Despite the king's reputation for generosity to foreigners, those who were attached to his, rather than to the queen's, household attracted little hostility, partly because they were seen as transient (even if in some cases they were not), partly because they were more obviously useful as well as less conspicuous at a court where so many visiting dignitaries were to be found.10 Around twenty of the king's retained knights were foreigners, and at least one party of ambassadors was usually in attendance.11 Knights errant such as Jean de Werchin or the earl of Mar hungered to joust against the best that England could offer, preferably in the king's presence, while Bertolf van der E'me from the Low Countries went one better and engaged in sword play with the king himself, getting his thumb nicked in the process. High status prisoners of war such as the king of Scotland and the earl of Douglas, or impecunious exiles such as Archambaud, count of Périgord, George Dunbar, and William, bishop of Tournai, often accompanied the king, sometimes even to the battlefield.12 Some foreigners such as the Navarrese esquire Janico Dartasso and the Bohemian knights Roger Siglem, Arnold Pallas and Nicholas Hauberk had served Richard II for many years, but slipped effortlessly into Henry's service and proved loyal and useful – Dartasso in Ireland, Hauberk as a chamber knight, Siglem and Pallas as ambassadors to the empire.13 Others were valued for their special skills, such as Richard Garner of Piedmont who managed the recoinage of 1411–12, the German gunners who designed and maintained Henry's artillery, or his French, Italian or Portuguese physicians. Two foreigners were especially favoured by the king: the Milanese Francis de Courte, whom Henry knighted and granted letters of denization, and who by 1402 had become a royal chamber knight; and Hartung von Klux from Silesia, whom he had met in 1392–3 and knighted on the Scottish campaign in 1400, and whose active diplomatic career in Henry's service culminated in 1411 with an embassy to Sigismund of Hungary. Five years later, along with Sigismund, von Klux would be elected to the Order of the Garter, but soon after this he returned to Germany where he pursued a fruitful career in the imperial service until his death in 1445.14 It would have been difficult for the commons or anyone else to gainsay the usefulness to the king of such men.
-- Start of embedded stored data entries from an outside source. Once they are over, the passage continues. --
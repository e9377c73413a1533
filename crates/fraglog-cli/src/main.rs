use anyhow::Result;
use clap::Parser;
use tracing_subscriber::EnvFilter;

use fraglog_cli::commands::{export, report};
use fraglog_cli::{Cli, Commands};

fn main() -> Result<()> {
    let cli = Cli::parse();

    // Initialize tracing with verbose flag support
    let filter = if cli.verbose {
        EnvFilter::new("debug")
    } else {
        EnvFilter::from_default_env()
    };
    // Use try_init to avoid panic if tracing is already initialized (e.g., in tests)
    let _ = tracing_subscriber::fmt().with_env_filter(filter).try_init();

    match &cli.command {
        Commands::Report { log, json } => report::run(log, *json)?,
        Commands::Export { log, out } => export::run(log, out)?,
    }

    Ok(())
}
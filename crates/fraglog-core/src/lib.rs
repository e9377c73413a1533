//! Log-interpretation engine for Far Cry dedicated-server session logs.
//!
//! This crate reconstructs, from one raw log text:
//! - the console-variable declarations (`cvar`)
//! - the absolute engine start time and per-event timestamps (`clock`)
//! - the game mode and map (`session`)
//! - the ordered frag history (`frag`)
//! - the approximate match window (`window`)
//! - a human-readable rendering of each frag (`render`)
//!
//! All I/O stays with the caller: the engine consumes a `&str` of log text
//! and returns plain values. [`SessionReport::from_log`] assembles the whole
//! picture; the per-module entry points remain usable on their own when a
//! caller needs one piece without the rest.

pub mod clock;
pub mod cvar;
pub mod frag;
pub mod render;
pub mod session;
pub mod window;

use chrono::{DateTime, FixedOffset};
use serde::Serialize;

pub use clock::{ClockError, RolloverCursor, TIMEZONE_CVAR, parse_start_time};
pub use cvar::CvarMap;
pub use frag::{Anomaly, FragEvent, FragKind, FragLineError, FragScan, scan};
pub use render::{
    RenderError, UNKNOWN_WEAPON_GLYPH, render_frag, render_frag_lossy, weapon_glyph,
};
pub use session::{SessionError, SessionInfo};
pub use window::{MatchWindow, WindowError};

/// Everything the engine recovers from one session log.
///
/// `session` and `window` degrade to `None` independently when their marker
/// lines are absent; the frag history and its anomalies always come from
/// the scan.
#[derive(Debug, Clone, Serialize)]
pub struct SessionReport {
    pub engine_start: DateTime<FixedOffset>,
    pub session: Option<SessionInfo>,
    pub window: Option<MatchWindow>,
    pub frags: Vec<FragEvent>,
    pub anomalies: Vec<Anomaly>,
}

impl SessionReport {
    /// Interpret a whole session log.
    ///
    /// Fails only when the root time reference cannot be established
    /// (malformed header, missing or unusable timezone cvar); every other
    /// failure degrades the affected field instead.
    pub fn from_log(log: &str) -> Result<Self, ClockError> {
        let cvars = CvarMap::from_log(log);
        let engine_start = clock::parse_start_time(log, &cvars)?;
        let scan = frag::scan(log, engine_start);

        let session = match SessionInfo::parse(log) {
            Ok(info) => Some(info),
            Err(error) => {
                tracing::debug!(%error, "session metadata unavailable");
                None
            }
        };
        let window = match MatchWindow::resolve(log, engine_start, &scan) {
            Ok(window) => Some(window),
            Err(error) => {
                tracing::debug!(%error, "match window unavailable");
                None
            }
        };

        Ok(Self {
            engine_start,
            session,
            window,
            frags: scan.frags,
            anomalies: scan.anomalies,
        })
    }
}
//! Fraglog CLI library.
//!
//! The collaborator shell around `fraglog-core`: file reading, rendering to
//! stdout, and the delimited export. The core itself never touches I/O.

mod cli;
pub mod commands;

pub use cli::{Cli, Commands};
#![allow(missing_docs)]

use compact_str::CompactString;

use super::{AstId, SourceLocation};

/// An expression node. Wrapper enum over per-kind structs so call sites can
/// match on the kind and still pass typed nodes around.
#[derive(Debug, Clone)]
pub enum Expression {
    Literal(LiteralExpr),
    Identifier(IdentifierExpr),
    Assignment(AssignmentExpr),
    Unary(UnaryExpr),
    Binary(BinaryExpr),
    Conditional(ConditionalExpr),
    Call(CallExpr),
    MemberAccess(MemberAccessExpr),
    IndexAccess(IndexAccessExpr),
    Tuple(TupleExpr),
}

impl Expression {
    /// Stable identity of this expression.
    #[must_use]
    pub fn id(&self) -> AstId {
        match self {
            Self::Literal(e) => e.id,
            Self::Identifier(e) => e.id,
            Self::Assignment(e) => e.id,
            Self::Unary(e) => e.id,
            Self::Binary(e) => e.id,
            Self::Conditional(e) => e.id,
            Self::Call(e) => e.id,
            Self::MemberAccess(e) => e.id,
            Self::IndexAccess(e) => e.id,
            Self::Tuple(e) => e.id,
        }
    }

    /// Source span of this expression.
    #[must_use]
    pub fn loc(&self) -> SourceLocation {
        match self {
            Self::Literal(e) => e.loc,
            Self::Identifier(e) => e.loc,
            Self::Assignment(e) => e.loc,
            Self::Unary(e) => e.loc,
            Self::Binary(e) => e.loc,
            Self::Conditional(e) => e.loc,
            Self::Call(e) => e.loc,
            Self::MemberAccess(e) => e.loc,
            Self::IndexAccess(e) => e.loc,
            Self::Tuple(e) => e.loc,
        }
    }
}

#[derive(Debug, Clone)]
pub struct LiteralExpr {
    pub id: AstId,
    pub loc: SourceLocation,
    /// Token text of the literal.
    pub value: CompactString,
}

#[derive(Debug, Clone)]
pub struct IdentifierExpr {
    pub id: AstId,
    pub loc: SourceLocation,
    pub name: CompactString,
    /// Declaration this identifier was resolved to, if any.
    pub referenced_declaration: Option<AstId>,
}

#[derive(Debug, Clone)]
pub struct AssignmentExpr {
    pub id: AstId,
    pub loc: SourceLocation,
    pub lhs: Box<Expression>,
    pub rhs: Box<Expression>,
}

#[derive(Debug, Clone, Copy, PartialEq, Eq)]
pub enum UnaryOp {
    Not,
    Negate,
    BitNot,
    Increment,
    Decrement,
    Delete,
}

#[derive(Debug, Clone)]
pub struct UnaryExpr {
    pub id: AstId,
    pub loc: SourceLocation,
    pub op: UnaryOp,
    pub operand: Box<Expression>,
}

#[derive(Debug, Clone, Copy, PartialEq, Eq)]
pub enum BinaryOp {
    Add,
    Sub,
    Mul,
    Div,
    Mod,
    Pow,
    Equal,
    NotEqual,
    LessThan,
    LessThanOrEqual,
    GreaterThan,
    GreaterThanOrEqual,
    BitAnd,
    BitOr,
    BitXor,
    ShiftLeft,
    ShiftRight,
    /// Short-circuit logical AND.
    And,
    /// Short-circuit logical OR.
    Or,
}

impl BinaryOp {
    /// Whether the right operand is evaluated conditionally.
    #[must_use]
    pub fn is_short_circuit(self) -> bool {
        matches!(self, Self::And | Self::Or)
    }
}

#[derive(Debug, Clone)]
pub struct BinaryExpr {
    pub id: AstId,
    pub loc: SourceLocation,
    pub op: BinaryOp,
    pub lhs: Box<Expression>,
    pub rhs: Box<Expression>,
}

/// Ternary conditional, `condition ? true_expression : false_expression`.
#[derive(Debug, Clone)]
pub struct ConditionalExpr {
    pub id: AstId,
    pub loc: SourceLocation,
    pub condition: Box<Expression>,
    pub true_expression: Box<Expression>,
    pub false_expression: Box<Expression>,
}

/// Call classification filled in by the upstream resolver.
///
/// The flow core never resolves callees itself; this annotation is the only
/// thing it needs to know about a call target.
#[derive(Debug, Clone, Copy, PartialEq, Eq, Hash)]
pub enum CallKind {
    /// Same-contract call; cannot abort the caller on its own.
    Internal,
    /// Cross-contract or low-level call; may abort depending on policy.
    External,
    /// `require(...)`: continues on success, aborts otherwise.
    Require,
    /// `assert(...)`: continues on success, aborts otherwise.
    Assert,
    /// `revert(...)`: unconditionally aborts execution.
    Revert,
}

#[derive(Debug, Clone)]
pub struct CallExpr {
    pub id: AstId,
    pub loc: SourceLocation,
    pub callee: Box<Expression>,
    pub arguments: Vec<Expression>,
    pub kind: CallKind,
}

#[derive(Debug, Clone)]
pub struct MemberAccessExpr {
    pub id: AstId,
    pub loc: SourceLocation,
    pub object: Box<Expression>,
    pub member: CompactString,
}

#[derive(Debug, Clone)]
pub struct IndexAccessExpr {
    pub id: AstId,
    pub loc: SourceLocation,
    pub base: Box<Expression>,
    /// Absent for type-level uses such as `uint[]`.
    pub index: Option<Box<Expression>>,
}

/// Tuple expression; components may be empty holes, as in `(a, , b)`.
#[derive(Debug, Clone)]
pub struct TupleExpr {
    pub id: AstId,
    pub loc: SourceLocation,
    pub components: Vec<Option<Expression>>,
}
There was, moreover, one alien community that was consistently exempted from the parliamentary acts of expulsion of Henry's reign, and from the additional subsidies sometimes imposed on foreign merchants: the Germans or Hansards.15 Anglo-Hanseatic trade was at its peak around this time, and generally speaking English kings protected the Hansards; the goods they brought from the Baltic – Rhenish wine, beeswax, beer, furs and skins, timber, amber, copper and iron, grain and much else – were valued, as were their role in the cloth trade (which accounted for 90 per cent of what they exported) and the loans they provided. However, there were times when native pressure was hard to resist, for English merchants resented the privileges granted to the Hansa by Edward III, while Hanseatic merchants resented English attempts to increase their share of Baltic trade.16 The late 1380s had witnessed the seizure of several ships and the threat of a Hanseatic embargo, but since then relations had calmed. Henry made no attempt at his accession to restrict Hansa privileges, although he did appease the English merchants by reissuing a list of the conditions upon which they had been granted, which included undertakings that English merchants in Prussia would receive similar privileges and that only ‘authentic’ German merchants – those with letters of accreditation from Hansa towns – be allowed to enjoy them. Hanseatic representatives were also told to come before the king to answer complaints from their English counterparts.17 Unfortunately the Pirate War soon led to an alarming increase in the number of such cases: sixteen Hanseatic cogs suspected of carrying French or Scottish goods were captured, robbed or destroyed in 1402, a further twenty in 1403, and inevitably there were reprisals against English shipping. In June 1403 Henry wrote to Conrad von Jungingen, Grand-Master of the Teutonic Knights, to invite his ambassadors to England to negotiate a settlement.18
Despite the almost competitively polite tone of the correspondence between Henry and Conrad, who had crusaded together in Livonia in the early 1390s, the resulting talks were a struggle. An agreement of October 1403 promised a review of claims and protection until Easter 1404 for merchants on each side, as long as they did not engage in unlicensed trading ventures. However, a spate of outrages in 1404 (a further twenty-two Hanseatic ships captured or robbed) led to the expulsion of English merchants from Prussia by the autumn; there was even talk of a general north European boycott of English trade, though this made little progress.19 It was thus decided at the October 1404 parliament to send as ambassadors to Marienburg Sir William Esturmy, an expert in northern European diplomacy, the chancery clerk John Kington and the Londoner and former privy councillor William Brampton.20 They managed to get the ban on English merchants lifted from October 1405, although it was made clear that this was dependent on a satisfactory agreement being reached, but settling the numerous compensation claims took longer.21 The English claimed 4,535 nobles (£1,512) for Prussian attacks on English shipping; the Prussians countered with a claim of 5,120 nobles for English attacks. This, however, was far from the full extent of Hanseatic grievances. One of the problems in negotiating with the Hansa was that although the towns leagued together when solidarity might further their interests, each also had its own agenda, and before returning the English ambassadors undertook a tour of the Baltic to discover what other claims were being pursued. The Livonians, now subject to the Grand-Master, claimed 8,027 nobles, the merchants of Hamburg 1,117, Bremen 4,414, Stralsund 7,416, Lübeck 8,690, and so forth. Some of the alleged attacks had taken place twenty or more years earlier and there was much room for debate about precise sums, the compensation payable for killings on each side, and those who were responsible. The English not only disputed the sums but also asserted that reciprocal seizures by the men of Stralsund and Greifswald easily covered their losses and that merchants from Rostock and Wismar still had English goods to the value of 32,800 nobles in their possession.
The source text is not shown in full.